Kepribadian
(personality) diartikan Allport sebagai “The dynamic organization
within the individual of those psycho-physical systems that determine his
unique adjustment to his environment”. Dalam Islam kondisi tersebut dapat dimasukkan dalam terminologi
”Akhlaq”. Menurut al-Jurjany dalam at-Ta’rifat akhlaq adalah,
عبارة عن هيئة للنفس راسخة تصدر عنها الأفعال بسهولة و يسر من
غير حاجة إلى فكر و روية
“Gambaran kondisi jiwa yang kuat dan dapat melahirkan perilaku
dengan cara yang mudah tanpa membutuhkan kepada pemikiran dan penela’ahan”

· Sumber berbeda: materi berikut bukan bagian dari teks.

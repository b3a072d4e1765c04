//! Report formatting. Pure functions, no I/O.
//!
//! Renders a score and one or more progress series into the textual segments
//! delivered on flow completion: the current-window score, the daily series,
//! weekly/monthly summaries gated by calendar position, configured footer
//! lines, and the rotating link of the day.

use chrono::{Datelike, NaiveDate, Weekday};

use crate::score::window::is_last_day_of_month;
use crate::store::ReportConfig;

/// A score plus its progress series, ready to render.
#[derive(Debug, Clone, PartialEq, Eq)]
pub struct ReportSummary {
    pub score: i64,
    pub series: Vec<i64>,
}

/// `prefix` + `v1 - v2 - ... - vn` + `suffix`.
pub fn format_sequence(prefix: &str, items: &[i64], suffix: &str) -> String {
    let joined = items
        .iter()
        .map(|item| item.to_string())
        .collect::<Vec<_>>()
        .join(" - ");
    format!("{prefix}{joined}{suffix}")
}

/// The weekly summary is only surfaced on Sundays.
pub fn weekly_summary_due(date: NaiveDate) -> bool {
    date.weekday() == Weekday::Sun
}

/// The monthly summary is only surfaced on the last calendar day of the
/// month.
pub fn monthly_summary_due(date: NaiveDate) -> bool {
    is_last_day_of_month(date)
}

/// Content link for `date`, rotated by day of year. Deterministic, no RNG.
pub fn link_of_the_day(links: &[String], date: NaiveDate) -> Option<&str> {
    if links.is_empty() {
        return None;
    }
    let index = (date.ordinal0() as usize) % links.len();
    Some(&links[index])
}

/// Assemble the completion report. Gating is the caller's job: `weekly` and
/// `monthly` are rendered whenever present.
pub fn render_report(
    today: NaiveDate,
    daily: &ReportSummary,
    weekly: Option<&ReportSummary>,
    monthly: Option<&ReportSummary>,
    config: &ReportConfig,
) -> String {
    let suffix = &config.suffix;
    let mut message = format!("Today's score: {}{suffix}", daily.score);
    message.push('\n');
    message.push_str(&format_sequence(
        "Daily progress (most recent first): ",
        &daily.series,
        suffix,
    ));

    if let Some(weekly) = weekly {
        message.push_str(&format!("\n\nThis week's score: {}{suffix}\n", weekly.score));
        message.push_str(&format_sequence(
            "Weekly progress (most recent first): ",
            &weekly.series,
            suffix,
        ));
    }

    if let Some(monthly) = monthly {
        message.push_str(&format!(
            "\n\nThis month's score: {}{suffix}\n",
            monthly.score
        ));
        message.push_str(&format_sequence(
            "Monthly progress (most recent first): ",
            &monthly.series,
            suffix,
        ));
    }

    for line in &config.footer_lines {
        message.push_str("\n\n");
        message.push_str(line);
    }

    if let Some(link) = link_of_the_day(&config.links, today) {
        message.push_str(&format!("\n\nLink of the day: {link}"));
    }

    message
}

#[cfg(test)]
mod tests {
    use super::*;

    fn date(y: i32, m: u32, d: u32) -> NaiveDate {
        NaiveDate::from_ymd_opt(y, m, d).unwrap()
    }

    #[test]
    fn sequence_joins_with_separator_and_suffix() {
        assert_eq!(
            format_sequence("Daily: ", &[3, 0, 0, 5], " pts"),
            "Daily: 3 - 0 - 0 - 5 pts"
        );
        assert_eq!(format_sequence("Daily: ", &[7], " pts"), "Daily: 7 pts");
    }

    #[test]
    fn weekly_summary_gates_on_sunday() {
        assert!(weekly_summary_due(date(2024, 3, 31)));
        assert!(!weekly_summary_due(date(2024, 3, 30)));
    }

    #[test]
    fn monthly_summary_gates_on_last_day_of_month() {
        assert!(monthly_summary_due(date(2024, 3, 31)));
        assert!(!monthly_summary_due(date(2024, 3, 30)));
    }

    #[test]
    fn link_rotates_by_day_of_year() {
        let links = vec!["a".to_string(), "b".to_string(), "c".to_string()];
        // Jan 1 has ordinal0 == 0.
        assert_eq!(link_of_the_day(&links, date(2024, 1, 1)), Some("a"));
        assert_eq!(link_of_the_day(&links, date(2024, 1, 2)), Some("b"));
        assert_eq!(link_of_the_day(&links, date(2024, 1, 4)), Some("a"));
        assert_eq!(link_of_the_day(&[], date(2024, 1, 1)), None);
    }

    #[test]
    fn report_without_summaries_has_only_daily_lines() {
        let report = render_report(
            date(2024, 3, 27),
            &ReportSummary {
                score: 3,
                series: vec![3, 0, 0, 5],
            },
            None,
            None,
            &ReportConfig::default(),
        );
        assert_eq!(
            report,
            "Today's score: 3 pts\nDaily progress (most recent first): 3 - 0 - 0 - 5 pts"
        );
    }

    #[test]
    fn report_renders_optional_sections_in_order() {
        let config = ReportConfig {
            footer_lines: vec!["Keep going.".to_string()],
            links: vec!["https://example.com/1".to_string()],
            ..ReportConfig::default()
        };
        let report = render_report(
            date(2024, 3, 31),
            &ReportSummary {
                score: 3,
                series: vec![3],
            },
            Some(&ReportSummary {
                score: 12,
                series: vec![12, 7],
            }),
            Some(&ReportSummary {
                score: 40,
                series: vec![40],
            }),
            &config,
        );

        let weekly_at = report.find("This week's score: 12 pts").unwrap();
        let monthly_at = report.find("This month's score: 40 pts").unwrap();
        let footer_at = report.find("Keep going.").unwrap();
        let link_at = report.find("Link of the day: https://example.com/1").unwrap();
        assert!(weekly_at < monthly_at);
        assert!(monthly_at < footer_at);
        assert!(footer_at < link_at);
        assert!(report.contains("Weekly progress (most recent first): 12 - 7 pts"));
    }
}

Dalam penjelasan selanjutnya al-Jurjany mengatakan bahwa
perilaku yang muncul dari individu dapat dikategorikan akhlaq ketika sudah
melekat menjadi sifat dan tabi’at sehingga mudah untuk mengamalkannya. Sehingga
seseorang tidak dapat dikatakan penyabar, ketika kesabaran itu muncul karena
keterpaksaan atau hanya pada situasi tertentu. Namun apabila kesabaran tersebut
sudah menjadi tabi’at dan kebiasaannya yang melekat, barulah hal itu dapat
dikategorikan sebagai akhlaq.
Untuk itu kepribadian dalam Islam merupakan perilaku
menetap yang lahir dari individu dan terbentuk melalui pembiasaan, pendidikan
dan pelatihan. Sehingga seluruh kehidupan manusia dipandang sebagai suatu
proses pendidikan panjang yang akan membentuk akhlaqnya. Dan Islam datang
sebagai sarana untuk mengarahkan akhlaq tersebut agar menjadi akhlaq yang
lurus. Seperti yang diungkapkan oleh Nabi e dalam
haditsnya,
إنما بعثت لأتمم مكارم الأخلاق
“Sesungguhnya aku diutus hanyalah untuk menyempurnakan keutamaan
akhlaq” (al-Hadits)
Akhlaq dilihat dari sumbernya terbagi kepada dua, yaitu akhlaq
fitriyah dan akhlaq muktasabah. Akhlaq fitriyyah adalah kepribadian
yang bersifat bawaan dan melekat dalam diri individu sebagai potensial
ability yang harus dikembangkan. Sedangkan akhlaq muktasabah adalah
kepribadian individu yang lahir sebagai perolehan dari pendidikan, latihan,
pengaruh lingkungan alam dan pengaruh sosial-budaya. Hal ini diungkapkan pula
oleh para ahli psikologi kontemporer yang meyakini bahwa kepribadian individu
merupakan akumulasi dari sifat bawaan dan pengaruh lingkungan yang diterimanya.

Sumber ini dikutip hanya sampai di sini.